Said Senator Dick Durbin (Democrat-IL), "As a Senator with no abilities, I believe the same privileges that elected officials enjoy ought to be extended to every American with no abilities. It is our duty as lawmakers to provide each and every American citizen, regardless of his or her inadequacy, with some sort of space to take up in this great nation and a good salary for doing so."

Monday, November 07, 2016

Life to the Max, Opportunity Missed

We've blogged on Pension Maximization before (most recently here); briefly, it's using life insurance to cover the shortfall if one chooses the "no period certain" option at pension decision time.

In that case, the gentleman in question was able to retroactively resolve a potentially disastrous situation.

Today, I learned of a situation with a much sadder ending:

Susie, my longtime client, asked if I would help her recently widowed mother with her health insurance. Even though I've sent the bulk of my clients to Cornerstone for assistance, Susie and I determined that this case needed a more personal, hands-on touch, and so I met with them this morning. As I expected, Nancy (her mom) is every bit as lovely and bright as her daughter, and we started discussing her needs. What I had not known prior to this morning was that Nancy's husband (Susie's dad) had passed away, unexpectedly, in July.
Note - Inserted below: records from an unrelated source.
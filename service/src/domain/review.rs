//! [`Review`] definitions.

use std::str::FromStr;

#[cfg(doc)]
use common::DateTime;
use common::{unit, DateTimeOf};
use derive_more::{Display, Into};
#[cfg(feature = "postgres")]
use postgres_types::{FromSql, ToSql};

use super::{booking, define_id, define_text};
#[cfg(doc)]
use super::{Booking, Hotel};

/// Feedback about a [`Hotel`] left by a customer who booked a room there.
#[derive(Clone, Debug)]
pub struct Review {
    /// ID of this [`Review`].
    pub id: Id,

    /// ID of the [`Booking`] this [`Review`] is attached to.
    pub booking_id: booking::Id,

    /// [`Rating`] given in this [`Review`].
    pub rating: Rating,

    /// [`Comment`] of this [`Review`].
    pub comment: Comment,

    /// [`DateTime`] when this [`Review`] was left.
    pub created_at: CreationDateTime,
}

define_id! {
    #[doc = "ID of a [`Review`]."]
    Id
}

define_text! {
    #[doc = "Text of a [`Review`]."]
    Comment(max = 2000)
}

/// Rating of a [`Hotel`] in a [`Review`], from 1 to 5.
#[derive(
    Clone, Copy, Debug, Display, Eq, Hash, Into, Ord, PartialEq, PartialOrd,
)]
#[cfg_attr(feature = "postgres", derive(FromSql, ToSql), postgres(transparent))]
pub struct Rating(i16);

impl Rating {
    /// Creates a new [`Rating`] if the given `value` is in `1..=5` range.
    #[must_use]
    pub fn new(value: i16) -> Option<Self> {
        (1..=5).contains(&value).then_some(Self(value))
    }
}

impl FromStr for Rating {
    type Err = &'static str;

    fn from_str(s: &str) -> Result<Self, Self::Err> {
        s.parse().ok().and_then(Self::new).ok_or("invalid `Rating`")
    }
}

/// [`DateTime`] when a [`Review`] was left.
pub type CreationDateTime = DateTimeOf<(Review, unit::Creation)>;
//! [`Database`] implementations.

use common::operations::{
    By, Commit, Delete, Insert, Lock, Select, Transact, Update,
};
use tracerr::Traced;

use crate::{
    domain::{
        booking, contact, customer, favorite, hotel, room, Amenity, Booking,
        City, Customer, Favorite, Hotel, Review, Room, RoomType,
    },
    infra::{
        database::{self, BOOKINGS_NO_OVERLAP, CUSTOMERS_EMAIL_KEY},
        Database,
    },
    read::{
        self,
        hotel::{recommended, search},
    },
};

use super::{Error, Memory, NonTx, Storage, Tx};

impl Database<Transact> for Memory<NonTx> {
    type Ok = Memory<Tx>;
    type Err = Traced<database::Error>;

    async fn execute(&self, _: Transact) -> Result<Self::Ok, Self::Err> {
        Ok(Memory(Tx::begin(&self.0).await))
    }
}

impl Database<Transact> for Memory<Tx> {
    type Ok = Self;
    type Err = Traced<database::Error>;

    async fn execute(&self, _: Transact) -> Result<Self::Ok, Self::Err> {
        Ok(self.clone())
    }
}

impl Database<Commit> for Memory<Tx> {
    type Ok = ();
    type Err = Traced<database::Error>;

    async fn execute(&self, _: Commit) -> Result<Self::Ok, Self::Err> {
        self.0.commit().await.map_err(tracerr::wrap!())
    }
}

/// Implements [`Database`] for [`Insert`]ing the provided entities without
/// any constraints.
macro_rules! impl_plain_insert {
    ($($entity:ident => $field:ident),* $(,)?) => {$(
        impl<S: Storage> Database<Insert<$entity>> for Memory<S> {
            type Ok = ();
            type Err = Traced<database::Error>;

            async fn execute(
                &self,
                Insert(v): Insert<$entity>,
            ) -> Result<Self::Ok, Self::Err> {
                self.0
                    .write(|s| {
                        drop(s.$field.insert(v.id, v));
                        Ok(())
                    })
                    .await
                    .map_err(tracerr::wrap!())
            }
        }
    )*};
}
//! Review-related Web API endpoints.

use axum::{extract::Path, http::StatusCode, Extension, Json};
use axum_extra::extract::WithRejection;
use common::DateTime;
use serde::{Deserialize, Serialize};
use service::{
    command::{self, Command as _},
    domain::{booking, hotel, review},
    query, Query as _,
};

use crate::{define_error, AsError, Error, Service, Session};

/// Feedback about a hotel.
#[derive(Clone, Debug, Serialize)]
#[serde(rename_all = "camelCase")]
pub struct Review {
    /// ID of this [`Review`].
    pub id: review::Id,

    /// ID of the booking this [`Review`] is attached to.
    pub booking_id: booking::Id,

    /// Rating from 1 to 5.
    pub rating: i16,

    /// Comment on the hotel.
    pub comment: String,

    /// When this [`Review`] was left.
    #[serde(with = "common::datetime::serde::rfc3339")]
    pub created_at: DateTime,
}

impl From<service::domain::Review> for Review {
    fn from(review: service::domain::Review) -> Self {
        Self {
            id: review.id,
            booking_id: review.booking_id,
            rating: review.rating.into(),
            comment: review.comment.to_string(),
            created_at: review.created_at.coerce(),
        }
    }
}

/// Body of an [`add()`] request.
#[derive(Clone, Debug, Deserialize)]
pub struct NewReview {
    /// Rating from 1 to 5.
    pub rating: i16,

    /// Comment on the hotel.
    pub comment: String,
}

/// Lists [`Review`]s of a hotel, the newest first.
#[tracing::instrument(skip_all, fields(hotel.id = %id))]
pub async fn list(
    Extension(service): Extension<Service>,
    WithRejection(Path(id), _): WithRejection<Path<hotel::Id>, Error>,
) -> Result<Json<Vec<Review>>, Error> {
    super::hotel::ensure_exists(&service, id).await?;

    let reviews = service
        .execute(query::reviews::ByHotel::by(id))
        .await
        .map_err(AsError::into_error)?;

    Ok(Json(reviews.into_iter().map(Into::into).collect()))
}

/// Adds a [`Review`] of a hotel the current customer stayed in.
#[tracing::instrument(
    skip_all,
    fields(customer.id = %session.customer_id, hotel.id = %id),
)]
pub async fn add(
    Extension(service): Extension<Service>,
    session: Session,
    WithRejection(Path(id), _): WithRejection<Path<hotel::Id>, Error>,
    WithRejection(Json(body), _): WithRejection<Json<NewReview>, Error>,
) -> Result<(StatusCode, Json<Review>), Error> {
    let rating =
        review::Rating::new(body.rating).ok_or(ReviewError::InvalidRating)?;
    let comment = review::Comment::new(body.comment)
        .ok_or(ReviewError::InvalidComment)?;

    let review = service
        .execute(command::AddReview {
            customer_id: session.customer_id,
            hotel_id: id,
            rating,
            comment,
        })
        .await
        .map_err(AsError::into_error)?;

    Ok((StatusCode::CREATED, Json(review.into())))
}

impl AsError for command::add_review::ExecutionError {
    fn try_as_error(&self) -> Option<Error> {
        let err = match self {
            Self::Db(e) => return e.try_as_error(),
            Self::HotelNotExists(_) => ReviewError::HotelNotExists,
            Self::NoStay { .. } => ReviewError::NoStay,
        };
        Some(Error::from(err).with_details(self))
    }
}

define_error! {
    enum ReviewError {
        #[code = "HOTEL_NOT_EXISTS"]
        #[status = NOT_FOUND]
        #[message = "Hotel does not exist"]
        HotelNotExists,

        #[code = "NO_STAY"]
        #[status = BAD_REQUEST]
        #[message = "Only guests who booked the hotel can review it"]
        NoStay,

        #[code = "INVALID_RATING"]
        #[status = BAD_REQUEST]
        #[message = "Rating must be from 1 to 5"]
        InvalidRating,

        #[code = "INVALID_COMMENT"]
        #[status = BAD_REQUEST]
        #[message = "Comment must be from 1 to 2000 characters long"]
        InvalidComment,
    }
}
This caused Nancy some major collateral damage: when Joe had retired 18 months before, he'd chosen the pension option with the greatest monthly payout, which stopped when he did. To further compound the problem, this also meant that she was no longer eligible to keep the health insurance. And adding insult to injury, while Joe had told her that he had $200,000 in life insurance, the policy was actually only $25,000, a good chunk of which went to pay for his funeral.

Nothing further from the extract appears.